[Opening Data under study section]

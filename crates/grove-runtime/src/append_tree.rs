//! Append-only incremental Merkle tree
//!
//! One [`AppendOnlyTree`] handles every generation of a tree kind; the
//! generation's state ([`TreeGeneration`]) is passed in and updated in place.
//!
//! # Algorithm
//!
//! Leaves are appended as aligned subtrees of `subtree_size = 2^s` leaves.
//! The last partial subtree of an append is padded on the right with the
//! zero leaf, so `next_index` is always a multiple of the subtree size and
//! every node is well defined. For each subtree:
//!
//! 1. the bottom `s` levels are hashed from the batch alone;
//! 2. above that only the single path of the subtree root is recomputed,
//!    taking the left sibling from `rightmost_siblings` (the frontier) and
//!    the right sibling from the zero table.
//!
//! This is O(depth) hashing per subtree regardless of the tree size.
//!
//! # Proof cache coverage
//!
//! A node is written to the proof cache iff its parent's leaf range contains
//! a tracked leaf. Those are exactly the siblings future proofs of tracked
//! leaves need. In full-sync mode every leaf is tracked and every touched
//! node is cached.

use crate::error::{GroveError, GroveResult};
use crate::field::Field;
use crate::hasher::Hasher;
use crate::proof::MerkleProof;
use crate::proof_cache::ProofCache;
use crate::repo::{LeafRepo, TreeGenerationRepo};
use crate::traits::KeyValueStoreLike;
use crate::transaction::{Staged, StoreTransaction};
use crate::types::{AppendResult, Item, LeafRecord, TreeData, TreeGeneration};
use log::{debug, error};
use ruint::aliases::U256;

pub struct AppendOnlyTree<'h> {
    hasher: &'h Hasher,
    subtree_size: u64,
}

/// Whether the leaf range of the node at (`level`, `position`) contains a
/// tracked leaf, given the last tracked leaf before the current batch and
/// the tracked leaves of the batch
fn range_has_tracked(level: usize, position: u64, prior: Option<u64>, batch: &[u64]) -> bool {
    let lo = position << level;
    let hi = lo + (1u64 << level);
    let inside = |t: &u64| *t >= lo && *t < hi;
    prior.as_ref().is_some_and(inside) || batch.iter().any(inside)
}

impl<'h> AppendOnlyTree<'h> {
    /// `subtree_size` must be a power of two no larger than the tree
    pub fn new(hasher: &'h Hasher, subtree_size: u64) -> Self {
        debug_assert!(subtree_size.is_power_of_two());
        Self {
            hasher,
            subtree_size,
        }
    }

    pub fn depth(&self) -> usize {
        self.hasher.depth()
    }

    pub fn capacity(&self) -> u64 {
        1u64 << self.depth()
    }

    pub fn subtree_size(&self) -> u64 {
        self.subtree_size
    }

    pub fn hasher(&self) -> &Hasher {
        self.hasher
    }

    /// Leaves consumed by appending `count` items, padding included
    pub fn padded_len(&self, count: usize) -> u64 {
        (count as u64).div_ceil(self.subtree_size) * self.subtree_size
    }

    pub fn can_append(&self, generation: &TreeGeneration, count: usize) -> bool {
        generation.data.next_index + self.padded_len(count) <= self.capacity()
    }

    /// Computes the result of appending `items` without persisting anything
    pub fn dry_append(
        &self,
        generation: &TreeGeneration,
        items: &[Item],
        tracked: &[bool],
    ) -> GroveResult<AppendResult> {
        let mut scratch = generation.clone();
        let mut tx = StoreTransaction::new();
        self.append(&mut tx, &mut scratch, items, tracked)
    }

    /// Appends `items`, staging the new tree data, cached nodes and leaf
    /// records of tracked items into `tx`. `tracked[i]` tells whether
    /// `items[i]` belongs to an observed owner.
    pub fn append(
        &self,
        tx: &mut StoreTransaction,
        generation: &mut TreeGeneration,
        items: &[Item],
        tracked: &[bool],
    ) -> GroveResult<AppendResult> {
        let id = generation.id();
        if items.is_empty() {
            return Ok(AppendResult {
                tree: id,
                root: generation.data.root,
                index: generation.data.next_index,
                siblings: generation.data.rightmost_siblings.clone(),
            });
        }
        if tracked.len() != items.len() {
            return Err(GroveError::Config(format!(
                "{} items but {} tracking flags",
                items.len(),
                tracked.len()
            )));
        }

        let start = generation.data.next_index;
        let padded = self.padded_len(items.len());
        if start + padded > self.capacity() {
            return Err(GroveError::CapacityExceeded {
                tree: id,
                next_index: start,
                requested: padded,
                capacity: self.capacity(),
            });
        }

        let depth = self.depth();
        let batch_levels = self.subtree_size.trailing_zeros() as usize;
        let mut frontier = generation.data.rightmost_siblings.clone();
        let mut last_tracked = generation.data.last_tracked_index;
        let mut root = generation.data.root;
        let mut nodes: Vec<(usize, U256, Field)> = Vec::new();

        for (chunk_no, chunk) in items.chunks(self.subtree_size as usize).enumerate() {
            let offset = chunk_no * self.subtree_size as usize;
            let base = start + offset as u64;
            let batch_tracked: Vec<u64> = tracked[offset..offset + chunk.len()]
                .iter()
                .enumerate()
                .filter(|(_, t)| **t)
                .map(|(i, _)| base + i as u64)
                .collect();

            let mut level_nodes: Vec<Field> = chunk.iter().map(|item| item.leaf_hash).collect();
            level_nodes.resize(self.subtree_size as usize, self.hasher.pre_hash(0));

            // bottom levels, built from the batch alone
            let mut position = base;
            for level in 0..batch_levels {
                let mut parents = Vec::with_capacity(level_nodes.len() / 2);
                for (pair_no, pair) in level_nodes.chunks(2).enumerate() {
                    let parent_position = (position >> 1) + pair_no as u64;
                    if range_has_tracked(level + 1, parent_position, last_tracked, &batch_tracked) {
                        nodes.push((level, U256::from(parent_position * 2), pair[0]));
                        nodes.push((level, U256::from(parent_position * 2 + 1), pair[1]));
                    }
                    parents.push(self.hasher.parent_of(&pair[0], &pair[1]));
                }
                level_nodes = parents;
                position >>= 1;
            }

            // single path from the subtree root to the tree root
            let mut node = level_nodes[0];
            for level in batch_levels..depth {
                let parent_position = position >> 1;
                let cache_children =
                    range_has_tracked(level + 1, parent_position, last_tracked, &batch_tracked);
                node = if position & 1 == 0 {
                    frontier[level] = node;
                    if cache_children {
                        nodes.push((level, U256::from(position), node));
                    }
                    self.hasher.parent_of(&node, &self.hasher.pre_hash(level))
                } else {
                    if cache_children {
                        nodes.push((level, U256::from(position - 1), frontier[level]));
                        nodes.push((level, U256::from(position), node));
                    }
                    self.hasher.parent_of(&frontier[level], &node)
                };
                position = parent_position;
            }
            root = node;

            if let Some(last) = batch_tracked.last() {
                last_tracked = Some(*last);
            }
        }

        let next_index = start + padded;
        for (level, sibling) in frontier.iter_mut().enumerate() {
            if (next_index >> level) & 1 == 0 {
                *sibling = self.hasher.pre_hash(level);
            }
        }

        debug!(
            "Appended {} items ({} padded) to tree {}: next index {}, {} cached nodes",
            items.len(),
            padded,
            id,
            next_index,
            nodes.len()
        );

        generation.data = TreeData {
            root,
            next_index,
            rightmost_siblings: frontier,
            last_tracked_index: last_tracked,
        };
        generation.metadata.end = generation.metadata.start + next_index;

        ProofCache::new(id, depth).put_nodes(tx, nodes);
        for (i, item) in items.iter().enumerate() {
            if tracked[i] {
                LeafRepo::save(
                    tx,
                    &LeafRecord {
                        hash: item.leaf_hash,
                        tree: id,
                        index: start + i as u64,
                        note: item.note.clone(),
                    },
                )?;
            }
        }
        TreeGenerationRepo::save(tx, generation)?;

        Ok(AppendResult {
            tree: id,
            root,
            index: next_index,
            siblings: generation.data.rightmost_siblings.clone(),
        })
    }

    /// Proof for the tracked leaf `leaf_hash` of `generation`
    pub fn merkle_proof<T: KeyValueStoreLike>(
        &self,
        reader: &Staged<'_, T>,
        generation: &TreeGeneration,
        leaf_hash: Field,
    ) -> GroveResult<MerkleProof> {
        let record = LeafRepo::get(reader, generation.id().kind, &leaf_hash)?
            .filter(|record| record.tree == generation.id())
            .ok_or(GroveError::LeafNotFound { leaf: leaf_hash })?;
        self.merkle_proof_at(reader, generation, record.index, leaf_hash)
    }

    /// Proof for `leaf` at local `index`, checked against the stored root
    pub fn merkle_proof_at<T: KeyValueStoreLike>(
        &self,
        reader: &Staged<'_, T>,
        generation: &TreeGeneration,
        index: u64,
        leaf: Field,
    ) -> GroveResult<MerkleProof> {
        let id = generation.id();
        if index >= generation.data.next_index {
            return Err(GroveError::LeafNotFound { leaf });
        }
        let siblings = ProofCache::new(id, self.depth()).get_siblings(reader, self.hasher, U256::from(index))?;
        let proof = MerkleProof {
            root: generation.data.root,
            leaf,
            index: Field::from_u64(index),
            siblings,
        };
        let actual = proof.compute_root(self.hasher);
        if actual != proof.root {
            error!(
                "Proof for leaf {} at index {} of tree {} recombines to {} instead of {}",
                leaf, index, id, actual, proof.root
            );
            return Err(GroveError::RootMismatch {
                tree: id,
                leaf_index: proof.index,
                expected: proof.root,
                actual,
            });
        }
        Ok(proof)
    }
}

[Closing Data under study section]

▶ **Problem to work on**
In the entries above, count each line containing the word "ProofCache" and reply with only the count.

▶ **Written solution**
3